Hobbies and Interests

  • Dancing
  • Drawing
  • Movies
  • Volunteering

Research Description

Stability Enhancment of Human Carbonic Anhydrase II for Medical Applications
Human carbonic anhydrase II (HCAII) is a zinc-metalloenzyme that catalyzes the hydration of carbon dioxide to produce bicarbonate and a proton. This reaction has a turnover rate of 10^6 s-1, making it a highly efficient catalyst and one of the fastest enzymes known. HCAII has been of much interest in the development of medical devices such as artificial lungs. The current model of artificial lungs is encountering many problems in developing a smaller and more efficient device. In this model, the transfer of carbon dioxide is inefficient across the polymetric hollow fiber membranes (HFM), or the blood-gas interface, which causes the device to have a large surface area (1-2 m^2).

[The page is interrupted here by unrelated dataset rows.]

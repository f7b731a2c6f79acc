use vakasim::configuration::config::ScenarioConfig;
use vakasim::simulation::coefficients::{resolve, HullMaterial, SailMaterial, SailShape};
use vakasim::simulation::engine::evaluate;
use vakasim::simulation::error::SimError;
use vakasim::simulation::forces::wind_load;
use vakasim::simulation::params::Constants;
use vakasim::simulation::scenario::Scenario;
use vakasim::simulation::states::{Vessel, Wind};
use vakasim::simulation::torque::{buoyancy_force, heeling_torque, righting_torque, TorqueBalance};

/// Build the baseline canoe: 5 m^2 sail, cedar hull, 2 m outrigger arm
pub fn canoe(shape: SailShape, material: SailMaterial) -> Vessel {
    Vessel {
        sail_shape: shape,
        sail_material: material,
        sail_area: 5.0,
        hull_material: HullMaterial::TaiwanCedar,
        hull_length: 5.0,
        outrigger_arm: 2.0,
        float_volume: 0.05,
    }
}

/// 10 m/s wind at 60 degrees of attack
pub fn trade_wind() -> Wind {
    Wind {
        speed: 10.0,
        angle_attack: 60.0,
    }
}

fn assert_close(actual: f64, expected: f64, tol: f64) {
    assert!(
        (actual - expected).abs() < tol,
        "expected ~{expected}, got {actual}"
    );
}

// ==================================================================================
// Coefficient table tests
// ==================================================================================

#[test]
fn material_efficiency_table() {
    let shapes = [
        SailShape::InvertedTriangle,
        SailShape::Square,
        SailShape::Rectangle,
        SailShape::RightTriangle,
    ];

    // Efficiency depends only on the material, whatever the shape
    for shape in shapes {
        assert_eq!(resolve(shape, SailMaterial::WovenPandanus).material_efficiency, 0.85);
        assert_eq!(resolve(shape, SailMaterial::CottonCanvas).material_efficiency, 1.0);
        assert_eq!(resolve(shape, SailMaterial::ModernNylon).material_efficiency, 1.15);
    }
}

#[test]
fn shape_coefficient_table() {
    let cases = [
        (SailShape::InvertedTriangle, 0.4, 1.2, 0.8),
        (SailShape::Square, 0.5, 1.0, 1.0),
        (SailShape::Rectangle, 0.6, 0.9, 1.1),
        (SailShape::RightTriangle, 0.45, 1.3, 0.6),
    ];

    for (shape, lever, lift, drag) in cases {
        let c = resolve(shape, SailMaterial::CottonCanvas);
        assert_eq!(c.lever_arm_coeff, lever, "{shape:?} lever arm");
        assert_eq!(c.shape_lift_eff, lift, "{shape:?} lift efficiency");
        assert_eq!(c.shape_drag_coeff, drag, "{shape:?} drag coefficient");
    }
}

#[test]
fn hull_density_table() {
    assert_eq!(HullMaterial::Balsa.density(), 150.0);
    assert_eq!(HullMaterial::TaiwanCedar.density(), 450.0);
    assert_eq!(HullMaterial::Camphor.density(), 550.0);
    assert_eq!(HullMaterial::BambooComposite.density(), 600.0);
    assert_eq!(HullMaterial::Fiberglass.density(), 1500.0);
}

#[test]
fn labels_parse_and_unknown_labels_fail() {
    assert_eq!("square".parse::<SailShape>().unwrap(), SailShape::Square);
    assert_eq!(
        "woven_pandanus".parse::<SailMaterial>().unwrap(),
        SailMaterial::WovenPandanus
    );
    assert_eq!(
        "bamboo_composite".parse::<HullMaterial>().unwrap(),
        HullMaterial::BambooComposite
    );

    // No silent default branch: junk labels are rejected
    let err = "plastic_tarp".parse::<SailMaterial>().unwrap_err();
    assert!(matches!(err, SimError::InvalidSelection { .. }), "{err:?}");
    assert!("trapezoid".parse::<SailShape>().is_err());
    assert!("concrete".parse::<HullMaterial>().is_err());
}

// ==================================================================================
// Force tests
// ==================================================================================

#[test]
fn zero_wind_means_zero_forces() {
    let consts = Constants::default();
    let coeffs = resolve(SailShape::Square, SailMaterial::CottonCanvas);
    let calm = Wind {
        speed: 0.0,
        angle_attack: 45.0,
    };

    let load = wind_load(5.0, &calm, &coeffs, &consts);

    assert_eq!(load.raw_force, 0.0);
    assert_eq!(load.force.x, 0.0);
    assert_eq!(load.force.y, 0.0);
}

#[test]
fn angle_zero_is_pure_drag() {
    let consts = Constants::default();
    let coeffs = resolve(SailShape::InvertedTriangle, SailMaterial::CottonCanvas);
    let beam = Wind {
        speed: 10.0,
        angle_attack: 0.0,
    };

    let load = wind_load(5.0, &beam, &coeffs, &consts);

    // sin(0) and cos(0) are exact, so this holds bitwise
    assert_eq!(load.force.y, 0.0);
    assert_eq!(load.force.x, load.raw_force * coeffs.shape_drag_coeff);
}

#[test]
fn angle_ninety_is_pure_thrust() {
    let consts = Constants::default();
    let coeffs = resolve(SailShape::Square, SailMaterial::CottonCanvas);
    let astern = Wind {
        speed: 10.0,
        angle_attack: 90.0,
    };

    let load = wind_load(5.0, &astern, &coeffs, &consts);

    // cos(pi/2) in f64 is ~6e-17, not exactly zero
    assert!(load.force.x.abs() < 1e-9, "side = {}", load.force.x);
    assert_close(load.force.y, load.raw_force * coeffs.shape_lift_eff, 1e-9);
}

#[test]
fn forces_stay_nonnegative_on_the_domain() {
    let consts = Constants::default();
    let shapes = [
        SailShape::InvertedTriangle,
        SailShape::Square,
        SailShape::Rectangle,
        SailShape::RightTriangle,
    ];
    let materials = [
        SailMaterial::WovenPandanus,
        SailMaterial::CottonCanvas,
        SailMaterial::ModernNylon,
    ];

    for shape in shapes {
        for material in materials {
            let coeffs = resolve(shape, material);
            for speed_step in 0..=4 {
                for angle_step in 0..=6 {
                    let wind = Wind {
                        speed: speed_step as f64 * 5.0,
                        angle_attack: angle_step as f64 * 15.0,
                    };
                    let load = wind_load(5.0, &wind, &coeffs, &consts);

                    assert!(load.raw_force >= 0.0);
                    assert!(load.force.x >= 0.0);
                    assert!(load.force.y >= 0.0);
                }
            }
        }
    }
}

#[test]
fn decomposition_identity_holds() {
    let consts = Constants::default();
    let coeffs = resolve(SailShape::RightTriangle, SailMaterial::ModernNylon);
    let wind = Wind {
        speed: 13.5,
        angle_attack: 37.0,
    };

    let load = wind_load(7.5, &wind, &coeffs, &consts);

    // forward^2 + side^2 = raw^2 * (sin^2 lift^2 + cos^2 drag^2)
    let lhs = load.force.y * load.force.y + load.force.x * load.force.x;
    let rad = wind.angle_attack.to_radians();
    let rhs = load.raw_force * load.raw_force
        * (rad.sin().powi(2) * coeffs.shape_lift_eff.powi(2)
            + rad.cos().powi(2) * coeffs.shape_drag_coeff.powi(2));

    assert_close(lhs / rhs, 1.0, 1e-12);
}

#[test]
fn raw_force_grows_with_wind_speed() {
    let consts = Constants::default();
    let coeffs = resolve(SailShape::Square, SailMaterial::CottonCanvas);

    let mut previous = 0.0;
    for step in 1..=10 {
        let wind = Wind {
            speed: step as f64 * 2.0,
            angle_attack: 45.0,
        };
        let load = wind_load(5.0, &wind, &coeffs, &consts);
        assert!(
            load.raw_force > previous,
            "raw force not increasing at {} m/s",
            wind.speed
        );
        previous = load.raw_force;
    }
}

// ==================================================================================
// Torque balance and full-evaluation tests
// ==================================================================================

#[test]
fn baseline_crab_claw_scenario() {
    let vessel = canoe(SailShape::InvertedTriangle, SailMaterial::CottonCanvas);
    let report = evaluate(&vessel, &trade_wind(), &Constants::default()).unwrap();

    // 0.5 * 1.225 * 5.0 * 100 * 1.0
    assert_close(report.raw_wind_force, 306.25, 1e-9);
    // (5.0 / 2.0) * 0.4
    assert_close(report.coe_height, 1.0, 1e-12);
    // 306.25 * sin(60) * 1.2
    assert_close(report.forward_force(), 318.2, 0.1);
    // 306.25 * cos(60) * 0.8
    assert_close(report.side_force(), 122.5, 1e-6);
    assert_close(report.heeling_torque, 122.5, 1e-6);
    // 0.05 * 1000 * 9.8
    assert_close(report.buoyancy_force, 490.0, 1e-9);
    assert_close(report.righting_torque, 980.0, 1e-9);
    assert!(report.is_safe);
}

#[test]
fn tall_rectangle_heels_harder_but_still_safe() {
    let vessel = canoe(SailShape::Rectangle, SailMaterial::CottonCanvas);
    let report = evaluate(&vessel, &trade_wind(), &Constants::default()).unwrap();

    // lever 0.6 -> CoE at 1.5 m, drag 1.1 -> more side force
    assert_close(report.coe_height, 1.5, 1e-12);
    assert_close(report.side_force(), 168.4, 0.1);
    assert_close(report.heeling_torque, 252.7, 0.1);
    assert!(report.heeling_torque < report.righting_torque);
    assert!(report.is_safe);
}

#[test]
fn running_at_ninety_degrees_is_safe_with_minimal_float() {
    let vessel = Vessel {
        sail_shape: SailShape::Square,
        sail_material: SailMaterial::ModernNylon,
        sail_area: 10.0,
        hull_material: HullMaterial::Balsa,
        hull_length: 4.0,
        outrigger_arm: 1.0,
        float_volume: 0.01,
    };
    let gale = Wind {
        speed: 20.0,
        angle_attack: 90.0,
    };

    let report = evaluate(&vessel, &gale, &Constants::default()).unwrap();

    // 0.5 * 1.225 * 10 * 400 * 1.15
    assert_close(report.raw_wind_force, 2817.5, 1e-6);
    // cos(90) kills the side force entirely, so even the minimum
    // outrigger keeps the canoe upright
    assert!(report.heeling_torque.abs() < 1e-8);
    assert_close(report.righting_torque, 98.0, 1e-9);
    assert!(report.is_safe);
}

#[test]
fn calm_wind_is_always_safe() {
    let vessel = canoe(SailShape::Rectangle, SailMaterial::ModernNylon);
    let calm = Wind {
        speed: 0.0,
        angle_attack: 30.0,
    };

    let report = evaluate(&vessel, &calm, &Constants::default()).unwrap();

    assert_eq!(report.heeling_torque, 0.0);
    assert!(report.righting_torque > 0.0);
    assert!(report.is_safe);
}

#[test]
fn oversized_rig_in_a_gale_capsizes() {
    let vessel = Vessel {
        sail_shape: SailShape::Rectangle,
        sail_material: SailMaterial::ModernNylon,
        sail_area: 10.0,
        hull_material: HullMaterial::Fiberglass,
        hull_length: 6.0,
        outrigger_arm: 1.0,
        float_volume: 0.05,
    };
    let gale = Wind {
        speed: 18.0,
        angle_attack: 20.0,
    };

    let report = evaluate(&vessel, &gale, &Constants::default()).unwrap();

    assert!(report.heeling_torque > report.righting_torque);
    assert!(!report.is_safe);
}

#[test]
fn equal_torques_are_not_safe() {
    let consts = Constants::default();

    // Build both torques from the same float, so they are bit-identical
    let buoyancy = buoyancy_force(0.05, &consts);
    let righting = righting_torque(buoyancy, 2.0);
    let heeling = heeling_torque(righting, 1.0); // * 1.0 is exact

    assert_eq!(heeling, righting);
    assert!(!TorqueBalance::new(heeling, righting).is_safe());

    // And strictly-less heeling flips it back to safe
    assert!(TorqueBalance::new(heeling - 1.0, righting).is_safe());
}

#[test]
fn evaluation_is_bit_identical_across_calls() {
    let vessel = canoe(SailShape::RightTriangle, SailMaterial::WovenPandanus);
    let wind = Wind {
        speed: 12.5,
        angle_attack: 55.0,
    };
    let consts = Constants::default();

    let first = evaluate(&vessel, &wind, &consts).unwrap();
    let second = evaluate(&vessel, &wind, &consts).unwrap();

    assert_eq!(first, second);
}

// ==================================================================================
// Input validation tests
// ==================================================================================

#[test]
fn out_of_domain_inputs_are_rejected() {
    let consts = Constants::default();
    let vessel = canoe(SailShape::Square, SailMaterial::CottonCanvas);
    let wind = trade_wind();

    let cases: [(&str, Vessel, Wind); 6] = [
        ("sail_area", Vessel { sail_area: 1.0, ..vessel.clone() }, wind.clone()),
        ("wind_speed", vessel.clone(), Wind { speed: 25.0, ..wind.clone() }),
        ("angle_attack", vessel.clone(), Wind { angle_attack: 95.0, ..wind.clone() }),
        ("hull_length", Vessel { hull_length: 2.0, ..vessel.clone() }, wind.clone()),
        ("outrigger_arm", Vessel { outrigger_arm: 5.0, ..vessel.clone() }, wind.clone()),
        ("float_volume", Vessel { float_volume: 0.001, ..vessel.clone() }, wind.clone()),
    ];

    for (field, bad_vessel, bad_wind) in cases {
        let err = evaluate(&bad_vessel, &bad_wind, &consts).unwrap_err();
        match err {
            SimError::OutOfRange { name, .. } => assert_eq!(name, field),
            other => panic!("expected OutOfRange for {field}, got {other:?}"),
        }
    }
}

#[test]
fn nan_inputs_are_rejected() {
    let consts = Constants::default();
    let vessel = canoe(SailShape::Square, SailMaterial::CottonCanvas);
    let wind = Wind {
        speed: f64::NAN,
        angle_attack: 60.0,
    };

    assert!(evaluate(&vessel, &wind, &consts).is_err());
}

// ==================================================================================
// Scenario file tests
// ==================================================================================

#[test]
fn default_scenario_file_matches_the_baseline() {
    let cfg: ScenarioConfig =
        serde_yaml::from_str(include_str!("../scenarios/default.yaml")).unwrap();
    let scenario = Scenario::build_scenario(cfg);

    let report = evaluate(&scenario.vessel, &scenario.wind, &scenario.constants).unwrap();

    assert_close(report.heeling_torque, 122.5, 1e-6);
    assert_close(report.righting_torque, 980.0, 1e-9);
    assert!(report.is_safe);
}

#[test]
fn gale_scenario_file_capsizes() {
    let cfg: ScenarioConfig =
        serde_yaml::from_str(include_str!("../scenarios/monsoon_gale.yaml")).unwrap();
    let scenario = Scenario::build_scenario(cfg);

    // The explicit constants block matches the defaults
    assert_eq!(scenario.constants.air_density, 1.225);

    let report = evaluate(&scenario.vessel, &scenario.wind, &scenario.constants).unwrap();
    assert!(!report.is_safe);
}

The large surface area leads to issues with biocompatibility and hemocompatibility. Therefore, project I am proposing focuses on designing a more thermostable variant of HCAII that could increase its longevity within the artificial lung system. The presence of aromatic ring clusters is believed to impart thermostability to proteins. Using this information, I aim to design a more thermostable variant of HCAII by site-directed mutagenesis of the unique aromatic cluster residues found in HCAIV, one of the more stable HCAs known, into the respective sites in HCAII, without decreasing the catalytic efficiency of HCAII. To analyze these HCAII variants, I will be utilizing various biophysical methods including differential scanning calorimetry, isotope-labeled mass spectrometry, and X-ray crystallography to determine the melting temperature, kinetic activity, and structure, respectively. If these proposed mutations enhance the thermostability of HCAII, we will work in collaboration with another lab to design a more efficient artificial lung system.